How to cite this URL:
Atia A. The need for implementing antibiotic stewardship programs in Libya. Libyan J Med Sci [serial online] 2018 [cited 2022 Sep 26];2:125. Available from: https://www.ljmsonline.com/text.asp?2018/2/4/125/250305

Antibiotic stewardship is a practice of decreasing and removing the unsuitable usage of antibiotics. It is a quality exploration to prevent the development of antimicrobial resistance, judicious use of existing drugs. Antibiotics can be a lifesaving medication when used properly. Nevertheless, inappropriate uses of antibiotic must be guarded against to avoid an emergent of adverse events. Resistance against antibiotics is constantly growing globally and has become a very crucial problem. This issue necessitates the implementation of “antibiotic stewardship programs.” These programs are applied with the aim of continual improvement in the situation and to assure an accurate practice for the prescription of antimicrobial agents in health-care settings. Health information technology has the potential to uphold antimicrobial stewardship in several ways, but this field is still poorly understood. Evidence-based guidelines for implementation and measurement of antibiotic stewardship interventions in Libya are required. Libya has a high burden of antibiotic resistance, and antimicrobial malpractice has frequently been reported.[1],[2],[3] Bacterial infections can cause extended hospital stays, higher treatment costs, and, most significantly, considerably worse patient consequences, including higher mortality rates.[4] The primary goal is to classify which patient needs antibiotic therapy using proper antibiotic sensitivity test, keeping a strong broad-spectrum antimicrobial only for risky cases, a readiness to discontinue antibiotics therapy when bacterial cultures are negative and avert the development of multidrug-resistant bacteria.

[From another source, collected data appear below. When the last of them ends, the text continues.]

/// Scenario: vague, repeated, deferred — the turn limit forces an
/// intervened resolution and an unresolved-challenge record referencing
/// the original claim.
#[tokio::test]
async fn turn_limit_forces_intervention() {
    let h = harness(fast_config()); // medium → max 3 turns
    let _directives = h.handle.register_agent("vera", "Vera").await.unwrap();

    // The opening question targets claim c-1 via the stored candidate.
    h.store.set_candidate(CandidateQuestion::new(
        "vera",
        "What's the denominator on that churn number?",
        Some("c-1".to_string()),
        h.store.fingerprint(),
    ));

    let mut grant = expect_grant(&h, "vera", 0.4).await;
    let ExchangePrompt::Open { claim_id, .. } = recv_prompt(&mut grant).await else {
        panic!("expected open prompt");
    };
    assert_eq!(claim_id.as_deref(), Some("c-1"));

    let turns: [(SpokenKind, &str, EvaluationOutcome); 3] = [
        (SpokenKind::Opening, "What's the denominator?", EvaluationOutcome::FollowUp),
        (SpokenKind::FollowUp, "That's the same answer — which cohort?", EvaluationOutcome::Escalate),
        (SpokenKind::Escalation, "Slide two says the opposite.", EvaluationOutcome::Escalate),
    ];

    for (i, (kind, text, outcome)) in turns.iter().enumerate() {
        h.handle
            .report_turn_spoken(&grant.exchange_id, "vera", *kind, text, 1_000)
            .await
            .unwrap();
        settle().await;
        presenter_says(&h, "it's, um, in the appendix somewhere").await;
        assert!(matches!(recv_prompt(&mut grant).await, ExchangePrompt::Evaluate { .. }));

        let verdict = h
            .handle
            .report_evaluation(&grant.exchange_id, eval(*outcome, "..."))
            .await
            .unwrap();
        if i < 2 {
            assert_eq!(verdict, EvaluationVerdict::Continue);
        } else {
            // Turn 3 of 3 without satisfaction — forced intervention.
            assert_eq!(verdict, EvaluationVerdict::ConcludeIntervened);
        }
    }

    match recv_prompt(&mut grant).await {
        ExchangePrompt::Concluded { state, .. } => {
            assert_eq!(state, ExchangeState::ResolvedIntervened)
        }
        other => panic!("expected conclusion, got {:?}", other),
    }
    settle().await;

    let exchanges = h.store.exchanges();
    assert_eq!(exchanges.len(), 1);
    assert_eq!(exchanges[0].turn_count(), 3);
    assert_eq!(
        exchanges[0].intervention,
        Some(InterventionReason::TurnLimitReached)
    );

    let challenges = h.store.unresolved_challenges();
    assert_eq!(challenges.len(), 1);
    assert_eq!(challenges[0].claim_id.as_deref(), Some("c-1"));
    assert_eq!(challenges[0].reason, InterventionReason::TurnLimitReached);

    // The challenged claim is now flagged, and contradicted via escalation.
    let claim = &h.store.claims()[0];
    assert!(claim.challenged);
    assert!(claim.contradicted);
}

/// Scenario: competing requests while the floor is taken. The higher
/// urgency wins the replay; the loser is retained and replayed with a
/// moderator acknowledgment, never dropped.
#[tokio::test]
async fn conflict_resolved_by_urgency_and_replayed() {
    let h = harness(fast_config());
    let _v = h.handle.register_agent("vera", "Vera").await.unwrap();
    let mut marcus_rx = h.handle.register_agent("marcus", "Marcus").await.unwrap();
    let mut nadia_rx = h.handle.register_agent("nadia", "Nadia").await.unwrap();

    // Vera takes the floor.
    let mut vera_grant = expect_grant(&h, "vera", 0.4).await;
    let _ = recv_prompt(&mut vera_grant).await;

    // Marcus (urgent) and Nadia (calm) both request while the floor is taken.
    let m = h.handle.request_floor(request("marcus", 0.9)).await.unwrap();
    let n = h.handle.request_floor(request("nadia", 0.2)).await.unwrap();
    assert!(matches!(m, FloorDecision::Queued { .. }));
    assert!(matches!(n, FloorDecision::Queued { .. }));

    // Vera's exchange resolves in one satisfied turn.
    h.handle
        .report_turn_spoken(&vera_grant.exchange_id, "vera", SpokenKind::Opening, "q", 500)
        .await
        .unwrap();
    settle().await;
    presenter_says(&h, "here's the exact number with the source").await;
    let _ = recv_prompt(&mut vera_grant).await;
    let verdict = h
        .handle
        .report_evaluation(&vera_grant.exchange_id, eval(EvaluationOutcome::Satisfied, "ok"))
        .await
        .unwrap();
    assert_eq!(verdict, EvaluationVerdict::ConcludeSatisfied);
    h.handle
        .report_turn_spoken(&vera_grant.exchange_id, "vera", SpokenKind::Acknowledgment, "ok", 300)
        .await
        .unwrap();
    let _ = recv_prompt(&mut vera_grant).await; // Concluded
    settle().await;

    // Marcus outranks Nadia and is replayed first, with acknowledgment.
    let directive = timeout(StdDuration::from_secs(3), marcus_rx.recv())
        .await
        .expect("marcus replay timed out")
        .expect("directive channel closed");
    let mut marcus_grant = match directive {
        AgentDirective::FloorGranted(grant) => grant,
        other => panic!("expected grant, got {:?}", other),
    };
    assert!(marcus_grant.acknowledgment.is_some(), "replayed grant carries acknowledgment");
    let _ = recv_prompt(&mut marcus_grant).await;

    // Nadia stays queued while Marcus holds the floor.
    assert!(timeout(StdDuration::from_millis(200), nadia_rx.recv()).await.is_err());

    // Marcus resolves; Nadia's turn comes.
    h.handle
        .report_turn_spoken(&marcus_grant.exchange_id, "marcus", SpokenKind::Opening, "q", 500)
        .await
        .unwrap();
    settle().await;
    presenter_says(&h, "good question, here's the data").await;
    let _ = recv_prompt(&mut marcus_grant).await;
    let verdict = h
        .handle
        .report_evaluation(&marcus_grant.exchange_id, eval(EvaluationOutcome::Satisfied, "ok"))
        .await
        .unwrap();
    assert_eq!(verdict, EvaluationVerdict::ConcludeSatisfied);
    h.handle
        .report_turn_spoken(&marcus_grant.exchange_id, "marcus", SpokenKind::Acknowledgment, "ok", 300)
        .await
        .unwrap();
    let _ = recv_prompt(&mut marcus_grant).await;

    let directive = timeout(StdDuration::from_secs(3), nadia_rx.recv())
        .await
        .expect("nadia replay timed out")
        .expect("directive channel closed");
    assert!(matches!(directive, AgentDirective::FloorGranted(_)));
}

Health-care clinics in Libya should initiate interdisciplinary antibiotic stewardship groups with support of the government. Prescriber assessment and opinion as well as preapproval and firm restriction of selected antibiotics are recommended antibiotic stewardship interventions. Additional approaches include education, computerized decision, measurements of patient quality and safety such as assessing adverse drug reactions, and correct dosing and timing of antibiotic initiation is essential to evaluate antimicrobial stewardship programs.[5] To implement an effective stewardship program, a multidisciplinary team must deliver assessment of prescribing practice, give proper feedback, and identify both objectives and barriers to success. This team consists of a physician and clinical pharmacist, microbiologist, and nursing in-charge. When antibiotics are prescribed, they should be as narrow of spectrum and short of duration as possible while still conserving their effectiveness. Careful usage of antimicrobial will stopover the progression of antibiotic resistance and other adverse consequences while enhancing patient outcomes.

Antimicrobial resistance is not only a significant health threat but also may affect the economic burden on the government. Extensive length of hospital staying and higher antibiotics which are more costly may definitely result in drop in finances. If this concern is not assessed instantly, we may lose more patients due to resistance than to infection itself. These distress essentials to be tackled immediately by initiating a strict measurement to hold the problem. Strategies to improve antibiotic prescribing in this situation can take to implement antibiotic stewardship program structure and process.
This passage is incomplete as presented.